私には米寿を迎えた母がいる。普段はケアハウスで一人暮らしをしているのだが、転倒したのか複数箇所を骨折しているため現在病院へ入院中である。東京から九州までタイトル通りざっと三百里(1,178km)のお見舞いだ。
母の性格は、いたって明るく前向きで余計な一言も多いものであったが、身体が弱ったせいか、めずらしく弱音を吐いていた。「私はこの歳までずっと人ば励まして応援してきたとけど、もう励まされるばっかいで、励しきらんごとなっしもうた。」(訳:ずっと人を励ましてきたが、最近は励まされるばかりで励ませなくなってしまった)

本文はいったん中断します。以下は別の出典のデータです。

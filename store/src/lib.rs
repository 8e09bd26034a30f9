//! MySQL persistence for sensor readings.
//!
//! `Store` owns the only connection pool in the process. The poll loop holds
//! it for the lifetime of the program and swaps the pool through
//! [`Store::reconnect`] when a liveness check fails.

mod reading;

pub use reading::Reading;

use log::{debug, info};
use sqlx::Connection;
use sqlx::mysql::{MySql, MySqlArguments, MySqlPool, MySqlPoolOptions};
use std::time::Duration;
use tokio::time::timeout;

/// Parameterized insert for one reading. Values are bound positionally,
/// never interpolated into the statement text.
pub const INSERT_SQL: &str = "INSERT INTO SENSOR_DATAS (
    temperature, humidity, pressure,
    raw_temperature, raw_humidity, raw_pressure,
    device_hostname
) VALUES (?, ?, ?, ?, ?, ?, ?)";

// Pool sizing: up to 4 open connections, 2 kept idle, no lifetime cap.
const MAX_OPEN_CONNS: u32 = 4;
const MAX_IDLE_CONNS: u32 = 2;

#[derive(Debug)]
pub enum StoreError {
    Sqlx(sqlx::Error),
    /// The operation did not complete within the configured statement timeout.
    Timeout,
}

impl std::fmt::Display for StoreError {
    fn fmt(&self, f: &mut std::fmt::Formatter<'_>) -> std::fmt::Result {
        match self {
            StoreError::Sqlx(err) => write!(f, "database error: {err}"),
            StoreError::Timeout => write!(f, "database operation timed out"),
        }
    }
}

impl std::error::Error for StoreError {
    fn source(&self) -> Option<&(dyn std::error::Error + 'static)> {
        match self {
            StoreError::Sqlx(err) => Some(err),
            StoreError::Timeout => None,
        }
    }
}

impl From<sqlx::Error> for StoreError {
    fn from(err: sqlx::Error) -> Self {
        StoreError::Sqlx(err)
    }
}

/// Handle to the relational store.
pub struct Store {
    pool: MySqlPool,
    url: String,
    sql_timeout: Duration,
}

impl Store {
    /// Open a pool against `url` and verify it with a ping bounded by
    /// `sql_timeout`. Whether a failure here is fatal is the caller's call:
    /// it is during bootstrap, it is not during a loop-time reconnect.
    pub async fn connect(url: &str, sql_timeout: Duration) -> Result<Self, StoreError> {
        let pool = open_pool(url, sql_timeout).await?;
        info!("connected to database");

        Ok(Self {
            pool,
            url: url.to_string(),
            sql_timeout,
        })
    }

    /// Replace the pool with a freshly opened one. On failure the previous
    /// pool stays in place and the caller proceeds with it; the next cycle
    /// retries.
    pub async fn reconnect(&mut self) -> Result<(), StoreError> {
        let pool = open_pool(&self.url, self.sql_timeout).await?;
        let old = std::mem::replace(&mut self.pool, pool);
        old.close().await;
        info!("reconnected to database");
        Ok(())
    }

    /// Lightweight liveness round-trip, once per poll cycle. No timeout
    /// beyond the driver default.
    pub async fn ping(&self) -> Result<(), StoreError> {
        let mut conn = self.pool.acquire().await?;
        conn.ping().await?;
        Ok(())
    }

    /// Insert one reading under the statement timeout. Returns the affected
    /// row count for diagnostics; exactly 1 is expected but not enforced.
    pub async fn insert(&self, reading: &Reading) -> Result<u64, StoreError> {
        let query = insert_query(reading);

        let result = match timeout(self.sql_timeout, query.execute(&self.pool)).await {
            Ok(result) => result?,
            Err(_) => return Err(StoreError::Timeout),
        };

        debug!("{} rows inserted", result.rows_affected());
        Ok(result.rows_affected())
    }
}

/// Build the insert with its seven positional binds. The statement is scoped
/// to the call: prepared, executed, and released, never cached across
/// iterations.
fn insert_query(reading: &Reading) -> sqlx::query::Query<'_, MySql, MySqlArguments> {
    sqlx::query(INSERT_SQL)
        .bind(&reading.temperature)
        .bind(&reading.humidity)
        .bind(&reading.pressure)
        .bind(&reading.raw_temperature)
        .bind(&reading.raw_humidity)
        .bind(&reading.raw_pressure)
        .bind(&reading.device_hostname)
        .persistent(false)
}

async fn open_pool(url: &str, sql_timeout: Duration) -> Result<MySqlPool, StoreError> {
    let pool = MySqlPoolOptions::new()
        .max_connections(MAX_OPEN_CONNS)
        .min_connections(MAX_IDLE_CONNS)
        .max_lifetime(None)
        .connect_lazy(url)?;

    // connect_lazy does not dial; a bounded ping proves the store reachable
    // before the pool is handed out.
    let verify = async {
        let mut conn = pool.acquire().await?;
        conn.ping().await?;
        Ok::<(), sqlx::Error>(())
    };

    match timeout(sql_timeout, verify).await {
        Ok(Ok(())) => Ok(pool),
        Ok(Err(err)) => Err(StoreError::Sqlx(err)),
        Err(_) => Err(StoreError::Timeout),
    }
}

#[cfg(test)]
mod tests {
    use super::*;

    #[test]
    fn insert_binds_exactly_seven_parameters() {
        assert_eq!(INSERT_SQL.matches('?').count(), 7);
    }

    #[test]
    fn insert_statement_has_no_interpolation() {
        // Values travel through bind parameters only.
        assert!(!INSERT_SQL.contains('{'));
        assert!(!INSERT_SQL.contains('\''));
    }

    #[test]
    fn insert_columns_in_documented_order() {
        let cols = [
            "temperature",
            "humidity",
            "pressure",
            "raw_temperature",
            "raw_humidity",
            "raw_pressure",
            "device_hostname",
        ];
        let mut last = 0;
        for col in cols {
            let pos = INSERT_SQL[last..]
                .find(col)
                .expect("column missing from insert statement");
            last += pos + col.len();
        }
    }

    #[test]
    fn insert_statement_is_not_cached_across_calls() {
        let reading = Reading::new("somewhere", 21.0, 50.0, 1000.0);
        let query = insert_query(&reading);
        assert!(!sqlx::Execute::persistent(&query));
    }

    #[test]
    fn timeout_error_display() {
        let err = StoreError::Timeout;
        assert_eq!(err.to_string(), "database operation timed out");
    }

    #[test]
    fn sqlx_error_is_wrapped_with_source() {
        use std::error::Error;
        let err = StoreError::from(sqlx::Error::PoolClosed);
        assert!(err.source().is_some());
        assert!(err.to_string().starts_with("database error"));
    }
}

たしかに昔からポジティブで、一所懸命に父を励ましている姿を見てきた。今はリハビリの担当の方に励まされるばかりなのだと言う。それにしては「あんたご飯ちゃんと食べとるとね』「顔色よかやんね」と私への心配は相も変わらずやたらと多い。
帰り際、「もう杖なしで歩けるとよ」と母は右へ左へヨロヨロしながらも、杖を手放して病院の廊下を歩いてみせる。そんなめっきり小さくなった母に、「お母さん、私は励まされたよ」とそっと伝えて面会時間を終えた。